__Work required__.
Every line of the records below from the line with "to resolve target" up to and including the line with "let hash = hex::encode(hasher.finalize());" must be reproduced exactly, and no line outside that range.

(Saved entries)
---*---
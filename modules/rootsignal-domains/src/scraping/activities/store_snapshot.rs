use anyhow::Result;
use pgvector::Vector;
use rootsignal_core::{RawPage, ServerDeps};
use sha2::{Digest, Sha256};
use sqlx::PgPool;
use uuid::Uuid;

use crate::scraping::link_extractor::{extract_links_with_context, ExtractedLink};
use crate::scraping::url_alias::{normalize_url, UrlAlias};
use crate::search::Embedding;

/// Store a raw page as an immutable page_snapshot. Returns the snapshot ID.
/// Deduplicates by (canonical_url, content_hash).
pub async fn store_page_snapshot(
    page: &RawPage,
    source_id: Uuid,
    deps: &ServerDeps,
) -> Result<Uuid> {
    let pool = deps.pool();
    let content_hash = page.content_hash();
    let metadata = serde_json::to_value(&page.metadata)?;

    // Normalize URL for deduplication
    let canonical_url = normalize_url(&page.url).unwrap_or_else(|_| page.url.clone());

    // If the canonical URL differs from the original, record the alias
    if canonical_url != page.url {
        let _ = UrlAlias::create(&page.url, &canonical_url, None, pool).await;
    }

    // Check if this URL is a known redirect alias
    if let Ok(Some(alias)) = UrlAlias::find_canonical(&canonical_url, pool).await {
        // Use the stored canonical URL if we already know about a redirect
        let _ = alias; // canonical_url is already normalized; alias lookup is for future redirect tracking
    }

    // Upsert page_snapshot (immutable — conflict means we already have it)
    let snapshot = sqlx::query_as::<_, (Uuid,)>(
        r#"
        INSERT INTO page_snapshots (url, canonical_url, content_hash, html, raw_content, fetched_via, metadata, crawled_at)
        VALUES ($1, $2, $3, $4, $5, $6, $7, $8)
        ON CONFLICT (canonical_url, content_hash) DO UPDATE SET url = EXCLUDED.url
        RETURNING id
        "#,
    )
    .bind(&page.url)
    .bind(&canonical_url)
    .bind(&content_hash)
    .bind(&page.html)
    .bind(&page.content)
    .bind(
        page.metadata
            .get("fetched_via")
            .and_then(|v| v.as_str())
            .unwrap_or("unknown"),
    )
    .bind(&metadata)
    .bind(page.fetched_at)
    .fetch_one(pool)
    .await?;

    let snapshot_id = snapshot.0;

    // Link source → page via domain_snapshots
    sqlx::query(
        r#"
        INSERT INTO domain_snapshots (source_id, page_url, page_snapshot_id, last_scraped_at, scrape_status)
        VALUES ($1, $2, $3, NOW(), 'completed')
        ON CONFLICT (source_id, page_url) DO UPDATE
        SET page_snapshot_id = $3, last_scraped_at = NOW(), scrape_status = 'completed'
        "#,
    )
    .bind(source_id)
    .bind(&page.url)
    .bind(snapshot_id)
    .execute(pool)
    .await?;

    // Extract and store outbound links if HTML is available
    if let Some(html) = &page.html {
        let links = extract_links_with_context(html, &page.url);
        if !links.is_empty() {
            if let Err(e) = bulk_insert_links(snapshot_id, &links, pool).await {
                tracing::warn!(snapshot_id = %snapshot_id, error = %e, "Failed to store page links");
            } else {
                tracing::debug!(snapshot_id = %snapshot_id, count = links.len(), "Stored page snapshot links");
            }

            // Resolve target_snapshot_id for links pointing to already-scraped pages
            if let Err(e) = resolve_target_snapshots_for_source(snapshot_id, pool).await {
                tracing::warn!(snapshot_id = %snapshot_id, error = %e, "Failed to resolve target snapshots (forward)");
            }
        }
    }

    // Resolve any existing dangling links that point to this newly-stored snapshot's URL
    if let Err(e) = resolve_dangling_links(snapshot_id, &canonical_url, pool).await {
        tracing::warn!(snapshot_id = %snapshot_id, error = %e, "Failed to resolve dangling links (backward)");
    }

    // Embed the page content for semantic search
    if !page.content.is_empty() {
        {
            // Truncate to ~8K chars for embedding model token limit
            let embed_text = if page.content.len() > 8000 {
                &page.content[..8000]
            } else {
                page.content.as_str()
            };

            let mut hasher = Sha256::new();
            hasher.update(embed_text.as_bytes());
            let hash = hex::encode(hasher.finalize());

            match deps.embedding_service.embed(embed_text).await {
                Ok(raw_embedding) => {
                    let vector = Vector::from(raw_embedding);
                    match Embedding::upsert("page_snapshot", snapshot_id, "en", vector, &hash, pool)
                        .await
                    {
                        Ok(_) => {
                            tracing::debug!(snapshot_id = %snapshot_id, chars = embed_text.len(), "Embedded page snapshot")
                        }
                        Err(e) => {
                            tracing::warn!(snapshot_id = %snapshot_id, error = %e, "Failed to store page embedding")
                        }
                    }
                }
                Err(e) => {
                    tracing::warn!(snapshot_id = %snapshot_id, error = %e, "Failed to embed page content");
                }
            }
        }
    }

    Ok(snapshot_id)
}

/// Bulk insert extracted links into page_snapshot_links.
/// ON CONFLICT: update only if the new link is from a "body" section and the existing one is not.
async fn bulk_insert_links(
    snapshot_id: Uuid,
    links: &[ExtractedLink],
    pool: &PgPool,
) -> Result<()> {
    for link in links {
        sqlx::query(
            r#"
            INSERT INTO page_snapshot_links (source_snapshot_id, target_url, anchor_text, surrounding_text, section)
            VALUES ($1, $2, $3, $4, $5)
            ON CONFLICT (source_snapshot_id, target_url) DO UPDATE
            SET anchor_text = CASE WHEN EXCLUDED.section = 'body' AND page_snapshot_links.section != 'body'
                    THEN EXCLUDED.anchor_text ELSE page_snapshot_links.anchor_text END,
                surrounding_text = CASE WHEN EXCLUDED.section = 'body' AND page_snapshot_links.section != 'body'
                    THEN EXCLUDED.surrounding_text ELSE page_snapshot_links.surrounding_text END,
                section = CASE WHEN EXCLUDED.section = 'body' AND page_snapshot_links.section != 'body'
                    THEN EXCLUDED.section ELSE page_snapshot_links.section END
            "#,
        )
        .bind(snapshot_id)
        .bind(&link.target_url)
        .bind(&link.anchor_text)
        .bind(&link.surrounding_text)
        .bind(&link.section)
        .execute(pool)
        .await?;
    }
    Ok(())
}

/// Resolve target_snapshot_id for links from this snapshot that point to already-scraped pages.
async fn resolve_target_snapshots_for_source(snapshot_id: Uuid, pool: &PgPool) -> Result<()> {
    sqlx::query(
        r#"
        UPDATE page_snapshot_links psl
        SET target_snapshot_id = ps.id
        FROM page_snapshots ps
        WHERE ps.canonical_url = psl.target_url
          AND psl.source_snapshot_id = $1
          AND psl.target_snapshot_id IS NULL
        "#,
    )
    .bind(snapshot_id)
    .execute(pool)
    .await?;
    Ok(())
}

/// Resolve dangling links from other snapshots that point to this newly-stored URL.
async fn resolve_dangling_links(
    snapshot_id: Uuid,
    canonical_url: &str,
    pool: &PgPool,
) -> Result<()> {
    sqlx::query(
        r#"
        UPDATE page_snapshot_links
        SET target_snapshot_id = $1
        WHERE target_url = $2
          AND target_snapshot_id IS NULL
        "#,
    )
    .bind(snapshot_id)
    .bind(canonical_url)
    .execute(pool)
    .await?;
    Ok(())
}
use async_graphql::*;
use uuid::Uuid;

use crate::graphql::auth::middleware::require_admin;
use crate::graphql::error;
use super::types::GqlServiceArea;

#[derive(InputObject)]
pub struct CreateServiceAreaInput {
    pub city: String,
    pub state: String,
}

#[derive(Default)]
pub struct ServiceAreaMutation;

#[Object]
impl ServiceAreaMutation {
    async fn create_service_area(
        &self,
        ctx: &Context<'_>,
        input: CreateServiceAreaInput,
    ) -> Result<GqlServiceArea> {
        require_admin(ctx)?;
        let pool = ctx.data_unchecked::<sqlx::PgPool>();

        let sa = rootsignal_domains::config::ServiceArea::create(&input.city, &input.state, pool)
            .await
            .map_err(|e| error::internal(e))?;

        Ok(GqlServiceArea::from(sa))
    }

    async fn delete_service_area(&self, ctx: &Context<'_>, id: Uuid) -> Result<bool> {
        require_admin(ctx)?;
        let pool = ctx.data_unchecked::<sqlx::PgPool>();

        rootsignal_domains::config::ServiceArea::delete(id, pool)
            .await
            .map_err(|e| error::internal(e))?;

        Ok(true)
    }
}
//! Seesaw engine setup for scout.
//!
//! Two engine variants share the same deps and infrastructure handlers:
//!
//! - **Scrape engine** (`build_engine`): reap → schedule → scrape → enrichment →
//!   expansion → synthesis → finalize. Used by standalone scrape/bootstrap workflows.
//!
//! - **Full engine** (`build_full_engine`): extends the scrape chain with
//!   situation_weaving → supervisor before finalize. Used by full_run and
//!   standalone synthesis/situation_weaver/supervisor workflows.

use std::sync::atomic::AtomicBool;
use std::sync::Arc;

use rootsignal_common::ScoutScope;
use rootsignal_events::EventStore as RsEventStore;
use rootsignal_graph::{GraphClient, GraphProjector};
use sqlx::PgPool;
use tokio::sync::RwLock;

use crate::core::aggregate::PipelineState;
use crate::core::projection;
use crate::domains::{
    discovery, enrichment, expansion, lifecycle, scrape, signals, situation_weaving, supervisor,
    synthesis,
};
use crate::infra::embedder::TextEmbedder;
use crate::core::extractor::SignalExtractor;
use crate::traits::{ContentFetcher, SignalReader};

/// Dependencies shared by all seesaw handlers.
pub struct ScoutEngineDeps {
    // --- Fields from PipelineDeps (previously behind Arc<RwLock<Option>>) ---
    pub store: Arc<dyn SignalReader>,
    pub embedder: Arc<dyn TextEmbedder>,
    pub region: Option<ScoutScope>,
    pub fetcher: Option<Arc<dyn ContentFetcher>>,
    pub anthropic_api_key: Option<String>,
    pub graph_client: Option<GraphClient>,
    pub extractor: Option<Arc<dyn SignalExtractor>>,
    // --- Engine infrastructure ---
    /// Aggregate state — updated by the apply_to_aggregate handler via apply_* methods.
    pub state: Arc<RwLock<PipelineState>>,
    /// Neo4j graph projector (None in tests).
    pub graph_projector: Option<GraphProjector>,
    /// Event persistence to rootsignal's Postgres event store (None in tests).
    pub event_store: Option<RsEventStore>,
    /// Current run ID for event tagging.
    pub run_id: String,
    /// Test-only: capture all dispatched events for inspection.
    /// None in production, Some in tests that need event inspection.
    pub captured_events: Option<Arc<std::sync::Mutex<Vec<seesaw_core::AnyEvent>>>>,
    /// Budget tracker for LLM/API cost tracking.
    pub budget: Option<Arc<crate::domains::scheduling::activities::budget::BudgetTracker>>,
    /// Cancellation flag — checked by handlers between phases.
    pub cancelled: Option<Arc<AtomicBool>>,
    /// Postgres connection pool — used by finalize handler to save run stats.
    pub pg_pool: Option<PgPool>,
    /// Archive for web search/page reading in synthesis finders.
    pub archive: Option<Arc<rootsignal_archive::Archive>>,
}

impl ScoutEngineDeps {
    /// Create deps with required fields; all optional fields default to None.
    pub fn new(
        store: Arc<dyn SignalReader>,
        embedder: Arc<dyn TextEmbedder>,
        run_id: impl Into<String>,
    ) -> Self {
        Self {
            store,
            embedder,
            region: None,
            fetcher: None,
            anthropic_api_key: None,
            graph_client: None,
            extractor: None,
            state: Arc::new(RwLock::new(PipelineState::default())),
            graph_projector: None,
            event_store: None,
            run_id: run_id.into(),
            captured_events: None,
            budget: None,
            cancelled: None,
            pg_pool: None,
            archive: None,
        }
    }
}

/// The seesaw-backed scout engine type.
pub type SeesawEngine = seesaw_core::Engine<ScoutEngineDeps>;

/// Public alias — canonical name for the scout engine.
pub type ScoutEngine = SeesawEngine;

/// Build a scrape-chain engine: reap → schedule → scrape → enrichment →
/// expansion → synthesis → finalize.
///
/// Finalize triggers on PhaseCompleted(Synthesis). Does NOT include
/// situation_weaving or supervisor handlers.
pub fn build_engine(deps: ScoutEngineDeps) -> SeesawEngine {
    let capture_sink = deps.captured_events.clone();

    let mut engine = seesaw_core::Engine::new(deps)
        // Infrastructure handlers (priority 0–2)
        .with_handlers(projection::handlers::handlers())
        // Domain handlers
        .with_handlers(signals::handlers::handlers())
        .with_handlers(lifecycle::handlers::handlers())
        .with_handlers(scrape::handlers::handlers())
        .with_handlers(discovery::handlers::handlers())
        .with_handlers(enrichment::handlers::handlers())
        .with_handlers(expansion::handlers::handlers())
        .with_handlers(synthesis::handlers::handlers())
        // Scrape chain finalize — triggers on PhaseCompleted(Synthesis)
        .with_handler(lifecycle::__seesaw_effect_scrape_finalize());

    // Test-only: register capture handler when sink is provided
    if let Some(sink) = capture_sink {
        engine = engine.with_handler(projection::capture_handler(sink));
    }

    engine
}

/// Build a full-chain engine: extends the scrape chain with situation_weaving →
/// supervisor → finalize.
///
/// Finalize triggers on PhaseCompleted(Supervisor).
pub fn build_full_engine(deps: ScoutEngineDeps) -> SeesawEngine {
    let capture_sink = deps.captured_events.clone();

    let mut engine = seesaw_core::Engine::new(deps)
        // Infrastructure handlers (priority 0–2)
        .with_handlers(projection::handlers::handlers())
        // Domain handlers — scrape chain
        .with_handlers(signals::handlers::handlers())
        .with_handlers(lifecycle::handlers::handlers())
        .with_handlers(scrape::handlers::handlers())
        .with_handlers(discovery::handlers::handlers())
        .with_handlers(enrichment::handlers::handlers())
        .with_handlers(expansion::handlers::handlers())
        .with_handlers(synthesis::handlers::handlers())
        // Full chain — situation weaving + supervisor
        .with_handlers(situation_weaving::handlers::handlers())
        .with_handlers(supervisor::handlers::handlers())
        // Full chain finalize — triggers on PhaseCompleted(Supervisor)
        .with_handler(lifecycle::__seesaw_effect_full_finalize());

    // Test-only: register capture handler when sink is provided
    if let Some(sink) = capture_sink {
        engine = engine.with_handler(projection::capture_handler(sink));
    }

    engine
}
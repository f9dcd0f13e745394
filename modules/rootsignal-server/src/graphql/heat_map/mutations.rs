use async_graphql::*;

#[derive(Default)]
pub struct HeatMapMutation;

#[Object]
impl HeatMapMutation {
    /// Recompute heat map points from current locationables, notes, and tags.
    async fn recompute_heat_map(&self, ctx: &Context<'_>) -> Result<i32> {
        let pool = ctx.data_unchecked::<sqlx::PgPool>();
        let count = rootsignal_domains::heat_map::HeatMapPoint::compute_and_store(pool)
            .await
            .map_err(|e| Error::new(format!("Failed to recompute heat map: {}", e)))?;
        Ok(count as i32)
    }
}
---*---
__Solution for this problem__.
                tracing::warn!(snapshot_id = %snapshot_id, error = %e, "Failed to resolve target snapshots (forward)");
            }
        }
    }

    // Resolve any existing dangling links that point to this newly-stored snapshot's URL
    if let Err(e) = resolve_dangling_links(snapshot_id, &canonical_url, pool).await {
        tracing::warn!(snapshot_id = %snapshot_id, error = %e, "Failed to resolve dangling links (backward)");
    }

    // Embed the page content for semantic search
    if !page.content.is_empty() {
        {
            // Truncate to ~8K chars for embedding model token limit
            let embed_text = if page.content.len() > 8000 {
                &page.content[..8000]
            } else {
                page.content.as_str()
            };

            let mut hasher = Sha256::new();
            hasher.update(embed_text.as_bytes());
            let hash = hex::encode(hasher.finalize());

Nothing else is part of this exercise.